Na verdade, Catch 22 é também o título do livro que enformou o universo literário das milhas percorridas entre oceanos, cidades, vales, montanhas e desertos. Diria mesmo que, na distância reflexiva das experiências vividas, sem auxílio de fotografias (vd. Lost Highway), Catch 22 acaba por ser uma acutilante metáfora figurativa da viagem.
“There was only one catch and that was Catch-22, which specified that a concern for one's safety in the face of dangers that were real and immediate was the process of a rational mind. Orr was crazy and could be grounded. All he had to do was ask; and as soon as he did, he would no longer be crazy and would have to fly more missions. Orr would be crazy to fly more missions and sane if he didn't, but if he was sane he had to fly them. If he flew them he was crazy and didn't have to; but if he didn't want to he was sane and had to. Yossarian was moved very deeply by the absolute simplicity of this clause of Catch-22 and let out a respectful whistle.
"That's some catch, that Catch-22," [Yossarian] observed.
"It's the best there is," Doc Daneeka agreed.” – Catch 22, Joseph Heller
A variedade de cores e de relevos da viagem pela Califórnia acabou por corresponder à expectativa que tinha formulado no meu imaginário, sendo certo que as expectativas não são verdadeiras expectativas, mas imagens e cenários que os filmes, as séries televisivas, as notícias, as fotografias que vão dando à costa deste lado do Atlântico. A Califórnia, ou pelo menos a minha Califórnia, é assim. Mas claro que as expectativas e imagens adquirem vida quando fazemos parte do cenário, quando nos situamos simultaneamente dos dois lados da objectiva da máquina fotográfica, que, como já referi, é completamente irrelevante, quando o que se procura, ultrapassa o instante do flash.

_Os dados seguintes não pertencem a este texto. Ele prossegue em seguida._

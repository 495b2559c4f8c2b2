use std::sync::atomic::{AtomicU64, Ordering};
use std::sync::Arc;

use dashmap::mapref::entry::Entry;
use dashmap::DashMap;

use freestream_core::error::{FreestreamError, Result};

use super::connection::{ConnectionId, RawConnection};

#[derive(Clone)]
struct SessionEntry {
    conn: Arc<dyn RawConnection>,
    created_seq: u64,
}

/// Session registry: `session_id -> connection`.
///
/// At most one live connection per session id. Registration is atomic per
/// key, so a duplicate id loses even when two opens race on different tasks.
pub struct SessionRegistry {
    sessions: DashMap<String, SessionEntry>,
    seq: AtomicU64,
}

impl Default for SessionRegistry {
    fn default() -> Self {
        Self::new()
    }
}

impl SessionRegistry {
    pub fn new() -> Self {
        Self {
            sessions: DashMap::new(),
            seq: AtomicU64::new(1),
        }
    }

    /// Fails on an empty or already registered id. The offered connection is
    /// not stored in either case; closing it is the caller's job.
    pub fn register(&self, session_id: &str, conn: Arc<dyn RawConnection>) -> Result<()> {
        if session_id.is_empty() {
            return Err(FreestreamError::MissingSessionId);
        }
        match self.sessions.entry(session_id.to_string()) {
            Entry::Occupied(_) => Err(FreestreamError::DuplicateSession(session_id.to_string())),
            Entry::Vacant(slot) => {
                let created_seq = self.seq.fetch_add(1, Ordering::Relaxed);
                slot.insert(SessionEntry { conn, created_seq });
                Ok(())
            }
        }
    }

    pub fn lookup(&self, session_id: &str) -> Result<Arc<dyn RawConnection>> {
        self.sessions
            .get(session_id)
            .map(|r| Arc::clone(&r.value().conn))
            .ok_or_else(|| FreestreamError::SessionNotFound(session_id.to_string()))
    }

    /// No-op when absent.
    pub fn unregister(&self, session_id: &str) {
        self.sessions.remove(session_id);
    }

    /// Remove `session_id` only while it is still bound to `conn_id`.
    /// Returns whether an entry was removed.
    pub fn unregister_connection(&self, session_id: &str, conn_id: ConnectionId) -> bool {
        self.sessions
            .remove_if(session_id, |_, entry| entry.conn.id() == conn_id)
            .is_some()
    }

    pub fn contains(&self, session_id: &str) -> bool {
        self.sessions.contains_key(session_id)
    }

    pub fn len(&self) -> usize {
        self.sessions.len()
    }

    pub fn is_empty(&self) -> bool {
        self.sessions.is_empty()
    }

    /// Registered sessions in insertion order.
    pub fn snapshot(&self) -> Vec<(String, Arc<dyn RawConnection>)> {
        let mut entries: Vec<(u64, String, Arc<dyn RawConnection>)> = self
            .sessions
            .iter()
            .map(|r| (r.value().created_seq, r.key().clone(), Arc::clone(&r.value().conn)))
            .collect();
        entries.sort_by_key(|(seq, _, _)| *seq);
        entries.into_iter().map(|(_, id, conn)| (id, conn)).collect()
    }

    /// Registered session ids in insertion order.
    pub fn session_ids(&self) -> Vec<String> {
        self.snapshot().into_iter().map(|(id, _)| id).collect()
    }
}
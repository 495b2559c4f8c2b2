//! Listener dispatcher exports.
//!
//! Re-exports the dispatcher, the event types and the handler trait so
//! application code can depend on this module directly.

pub mod dispatcher;

pub use dispatcher::{Dispatcher, Flow, ListenerEvent, ListenerEventKind, ListenerHandler};
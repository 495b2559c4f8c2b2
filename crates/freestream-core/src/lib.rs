//! Freestream core: the message envelope codec, the client wire frame, and the
//! error surface shared by the gateway and the client.
//!
//! This crate carries no transport or runtime dependencies so the same codec
//! runs inside the server and inside any client.
//!
//! # Defensive guarantees
//! Panics, `unwrap`, and `expect` are compile-denied here. Decoding is total:
//! malformed input degrades to default field values instead of failing.

#![deny(clippy::unwrap_used)]
#![deny(clippy::expect_used)]
#![deny(clippy::panic)]

pub mod error;
pub mod protocol;

/// Shared result type.
pub use error::{ClientCode, FreestreamError, Result};
pub use protocol::{ClientFrame, Field, MessageEnvelope, Snapshot, Source, DEFAULT_PREFIX};
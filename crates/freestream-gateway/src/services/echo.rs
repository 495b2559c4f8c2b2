use async_trait::async_trait;

use freestream_core::error::Result;
use freestream_core::Source;

use crate::dispatch::{Flow, ListenerEvent, ListenerEventKind, ListenerHandler};
use crate::realtime::ConnectionWrapper;

/// Replies to every message with the same event and payload.
///
/// The reply's `origData` carries the inbound frame verbatim. Object
/// payloads only show up there, since envelope setters drop objects.
#[derive(Debug, Default)]
pub struct EchoService;

impl EchoService {
    pub fn new() -> Self {
        Self
    }
}

#[async_trait]
impl ListenerHandler for EchoService {
    fn name(&self) -> &'static str {
        "echo"
    }

    fn kinds(&self) -> &'static [ListenerEventKind] {
        &[ListenerEventKind::Message]
    }

    async fn handle(&self, event: &ListenerEvent<'_>) -> Result<Flow> {
        let ListenerEvent::Message { from, envelope, session_id } = event else {
            return Ok(Flow::Proceed);
        };

        let mut reply = ConnectionWrapper::clone(from);
        reply
            .set_event(envelope.event(Source::Original).clone())
            .set_session_id(*session_id);
        reply.send(envelope.message(Source::Original).clone())?;
        Ok(Flow::Proceed)
    }
}
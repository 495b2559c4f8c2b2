//! Shared application state for the Freestream gateway.
//!
//! Wires the session registry, the dispatcher and the listener, and
//! registers built-in services. Startup errors are returned, not panicked.

use std::sync::Arc;

use freestream_core::error::Result;

use crate::config::GatewayConfig;
use crate::dispatch::Dispatcher;
use crate::realtime::{EventListener, SessionRegistry};
use crate::services::EchoService;

#[derive(Clone)]
pub struct AppState {
    inner: Arc<AppStateInner>,
    listener: Arc<EventListener>,
}

struct AppStateInner {
    cfg: GatewayConfig,
}

impl AppState {
    /// Build application state with the built-in services enabled by `cfg`.
    pub fn new(cfg: GatewayConfig) -> Result<Self> {
        Self::with_dispatcher(cfg, Dispatcher::new())
    }

    /// Same as [`AppState::new`], with application handlers already
    /// registered on `dispatcher`.
    pub fn with_dispatcher(cfg: GatewayConfig, dispatcher: Dispatcher) -> Result<Self> {
        cfg.validate()?;

        if cfg.services.echo {
            dispatcher.register(Arc::new(EchoService::new()));
            tracing::info!("echo service enabled");
        }

        let listener = EventListener::new(
            cfg.gateway.prefix.as_str(),
            Arc::new(SessionRegistry::default()),
            Arc::new(dispatcher),
        );

        Ok(Self {
            inner: Arc::new(AppStateInner { cfg }),
            listener: Arc::new(listener),
        })
    }

    pub fn cfg(&self) -> &GatewayConfig {
        &self.inner.cfg
    }

    pub fn listener(&self) -> Arc<EventListener> {
        Arc::clone(&self.listener)
    }

    pub fn sessions(&self) -> &SessionRegistry {
        self.listener.sessions()
    }
}
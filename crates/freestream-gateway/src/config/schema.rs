use std::net::SocketAddr;

use serde::Deserialize;
use freestream_core::error::{FreestreamError, Result};

pub use freestream_core::protocol::DEFAULT_PREFIX;

#[derive(Debug, Clone, Deserialize)]
#[serde(deny_unknown_fields)]
pub struct GatewayConfig {
    pub version: u32,

    #[serde(default)]
    pub gateway: GatewaySection,

    #[serde(default)]
    pub services: ServicesSection,
}

impl Default for GatewayConfig {
    fn default() -> Self {
        Self {
            version: 1,
            gateway: GatewaySection::default(),
            services: ServicesSection::default(),
        }
    }
}

impl GatewayConfig {
    pub fn validate(&self) -> Result<()> {
        if self.version != 1 {
            return Err(FreestreamError::UnsupportedVersion);
        }

        self.gateway.validate()?;

        Ok(())
    }
}

#[derive(Debug, Clone, Deserialize)]
#[serde(deny_unknown_fields)]
pub struct GatewaySection {
    #[serde(default = "default_listen")]
    pub listen: String,

    /// Route that accepts the WebSocket upgrade.
    #[serde(default = "default_path")]
    pub path: String,

    #[serde(default = "default_prefix")]
    pub prefix: String,

    #[serde(default = "default_ping_interval_ms")]
    pub ping_interval_ms: u64,

    #[serde(default = "default_idle_timeout_ms")]
    pub idle_timeout_ms: u64,

    /// Per-connection outbound queue depth.
    #[serde(default = "default_outbound_buffer")]
    pub outbound_buffer: usize,
}

impl Default for GatewaySection {
    fn default() -> Self {
        Self {
            listen: default_listen(),
            path: default_path(),
            prefix: default_prefix(),
            ping_interval_ms: default_ping_interval_ms(),
            idle_timeout_ms: default_idle_timeout_ms(),
            outbound_buffer: default_outbound_buffer(),
        }
    }
}

impl GatewaySection {
    pub fn validate(&self) -> Result<()> {
        self.listen_addr()?;
        if !self.path.starts_with('/') {
            return Err(FreestreamError::BadRequest(
                "gateway.path must start with '/'".into(),
            ));
        }
        if self.prefix.is_empty() {
            return Err(FreestreamError::BadRequest("gateway.prefix must not be empty".into()));
        }
        if !(5000..=120000).contains(&self.ping_interval_ms) {
            return Err(FreestreamError::BadRequest(
                "gateway.ping_interval_ms must be between 5000 and 120000".into(),
            ));
        }
        if !(10000..=600000).contains(&self.idle_timeout_ms) {
            return Err(FreestreamError::BadRequest(
                "gateway.idle_timeout_ms must be between 10000 and 600000".into(),
            ));
        }
        if self.idle_timeout_ms <= self.ping_interval_ms {
            return Err(FreestreamError::BadRequest(
                "gateway.idle_timeout_ms must be greater than ping_interval_ms".into(),
            ));
        }
        if self.outbound_buffer == 0 {
            return Err(FreestreamError::BadRequest(
                "gateway.outbound_buffer must be at least 1".into(),
            ));
        }
        Ok(())
    }

    pub fn listen_addr(&self) -> Result<SocketAddr> {
        self.listen.parse().map_err(|e| {
            FreestreamError::BadRequest(format!("gateway.listen must be a valid SocketAddr: {e}"))
        })
    }
}

fn default_listen() -> String {
    "0.0.0.0:8080".into()
}
fn default_path() -> String {
    "/".into()
}
fn default_prefix() -> String {
    DEFAULT_PREFIX.into()
}
fn default_ping_interval_ms() -> u64 {
    20000
}
fn default_idle_timeout_ms() -> u64 {
    60000
}
fn default_outbound_buffer() -> usize {
    1024
}

/// Built-in services.
#[derive(Debug, Clone, Default, Deserialize)]
#[serde(deny_unknown_fields)]
pub struct ServicesSection {
    /// Reply to every message with its own event and payload.
    #[serde(default)]
    pub echo: bool,
}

A América também é a minha casa. Esta frase é de difícil explicação, dado que se exprime numa sensação de pertença a algo que não tem representação física. O mais aproximado dessa representação será a imagem, em movimento, ao volante do “meu” Pontiac vermelho, na companhia da minha banda sonora, em que a direcção tomada é apenas um pretexto. Confusos? Felizmente sei que há pessoas que sabem exactamente o que estou a dizer.
A Califórnia pode ser descoberta de diversas formas. Mas é um destino em que facilmente deixámos de ser turistas para ser apenas uma pessoa na multidão ou na solidão de uma vasta paisagem abandonada. Nem eu pensava que tal fosse verdadeiramente acontecer, mas a verdade é que a Califórnia acabou por ser o cenário de mais alguns degraus de reflexão sobre o que significa estar vivo. Ou no fundo, o que é a condição humana. E não é coincidência que tenha acabado de resgatar “A condição humana” de André Malraux, para uma releitura sobre uma nova luz, que liricamente posso chamar a luz da Califórnia (sim, é um trocadilho bastante arrojado, mesmo só para especialistas do sector eléctrico...).
Devem estar confusos e, nesse caso, fico contente. Viajar é para viver não para recordar. A essa luz, a expressão a “vida é uma viagem”, ganha todo um novo sentido.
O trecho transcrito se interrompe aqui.